Jurisdiction? Section 32(2) unequivocally bars Magistrates for Chapter IV offences; Section 36-A explicitly excludes Sessions/Special Court cases. The High Court's reliance on Union of India v. Ashok Kumar Sharma (2021) 12 SCC 674 stood unchallenged in context.

Parsing Provisions: Why Sessions Court Trumps All

The Court meticulously dissected the Act. Section 18(a)(vi) prohibits manufacturing/selling drugs contravening Chapter IV or Rules—like Schedule M 's documentation mandates (Clause 12) and Schedule U 's raw material/batch records.
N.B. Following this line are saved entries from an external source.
mod cli;
mod logger;
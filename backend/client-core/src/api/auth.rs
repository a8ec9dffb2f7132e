use crate::api_client::{ApiClient, RequestOptions};
use crate::error::ApiError;

use models::{AuthResponse, LoginRequest, RegisterRequest};

use std::future::Future;
use std::sync::Arc;

pub const LOGIN_PATH: &str = "/api/auth/login";
pub const REGISTER_PATH: &str = "/api/auth/register";

/// Authentication endpoints. Both skip the bearer header.
pub trait AuthApi: Send + Sync {
    fn login(
        &self,
        request: &LoginRequest,
    ) -> impl Future<Output = Result<AuthResponse, ApiError>> + Send;

    fn register(
        &self,
        request: &RegisterRequest,
    ) -> impl Future<Output = Result<AuthResponse, ApiError>> + Send;
}

impl AuthApi for ApiClient {
    async fn login(&self, request: &LoginRequest) -> Result<AuthResponse, ApiError> {
        let options = RequestOptions::post().with_json(request)?.skip_auth();
        self.request_json(LOGIN_PATH, options).await
    }

    async fn register(&self, request: &RegisterRequest) -> Result<AuthResponse, ApiError> {
        let options = RequestOptions::post().with_json(request)?.skip_auth();
        self.request_json(REGISTER_PATH, options).await
    }
}

impl<T: AuthApi> AuthApi for Arc<T> {
    fn login(
        &self,
        request: &LoginRequest,
    ) -> impl Future<Output = Result<AuthResponse, ApiError>> + Send {
        (**self).login(request)
    }

    fn register(
        &self,
        request: &RegisterRequest,
    ) -> impl Future<Output = Result<AuthResponse, ApiError>> + Send {
        (**self).register(request)
    }
}
//! Client core for the oshikatsu backend: credential storage, the HTTP
//! client, form validation, and the page workflows built on top of them.

pub mod api;
pub mod api_client;
pub mod config;
pub mod error;
pub mod navigation;
pub mod session;
pub mod token_store;
pub mod validation;
pub mod workflow;

#[cfg(test)]
mod tests;

pub const DEFAULT_API_HOST: &str = "localhost";
pub const DEFAULT_API_PORT: u16 = 8080;
pub const DEFAULT_API_BASE_URL: &str =
    const_format::concatcp!("http://", DEFAULT_API_HOST, ":", DEFAULT_API_PORT);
Violations, including those alleged (discrepancies, tampering, misuse), trigger Section 27(d) 's 1-2 year penalty, filing within three years under CrPC . The 2 years 6 months timeline cleared it.

Distinguishing precedents: Unlike Miteshbhai and Cheminova , where complaints lagged beyond three years, here it was timely. On jurisdiction, Section 32(2) ( "no court inferior to... Sessions" ) overrides; Section 36-A carves out exclusions for Sessions/Special Courts under 36-AB (adulterated/spurious focus notwithstanding). Cognizance / committal orders referenced 27(d) sufficiently, clerical slips aside.

As LiveLaw reported, the bench underscored: Chapter IV's rigour demands Sessions-level scrutiny, aligning with the Act's public health safeguards.

Key Observations

"From the aforesaid provisions... no person can manufacture... any drug or cosmetic in contravention of any provisions of Chapter IV or any Rule made thereunder." (Para 23)

"Thus, when the allegations are levelled for commission of the offence punishable under Section 18(a)(vi) of the Act, the same is punishable under Section 27(d) of the Act." (Para 27)

" Section 36-A specifically excludes the offences triable by the Special Court under Section 36-AB or Court of Sessions under this Act from the purview of Section 36-A ." (Para 32(ii))

"Hence, learned JMFC has rightly committed the case to the Court of Sessions and thereby has not committed illegality." (Para 32(iii))

Appeal Dismissed: Proceedings March On

The Court dismissed the appeal, affirming the High Court's refusal to quash. No interference warranted.

This ruling fortifies prosecutorial timelines and jurisdictional silos in drug law enforcement, ensuring minor-seeming record slips in manufacturing don't evade Sessions oversight. Pharma firms must now brace for escalated scrutiny, with Magistrates sidelined for Chapter IV matters—potentially streamlining serious cases while upholding accountability in a sector prone to misuse.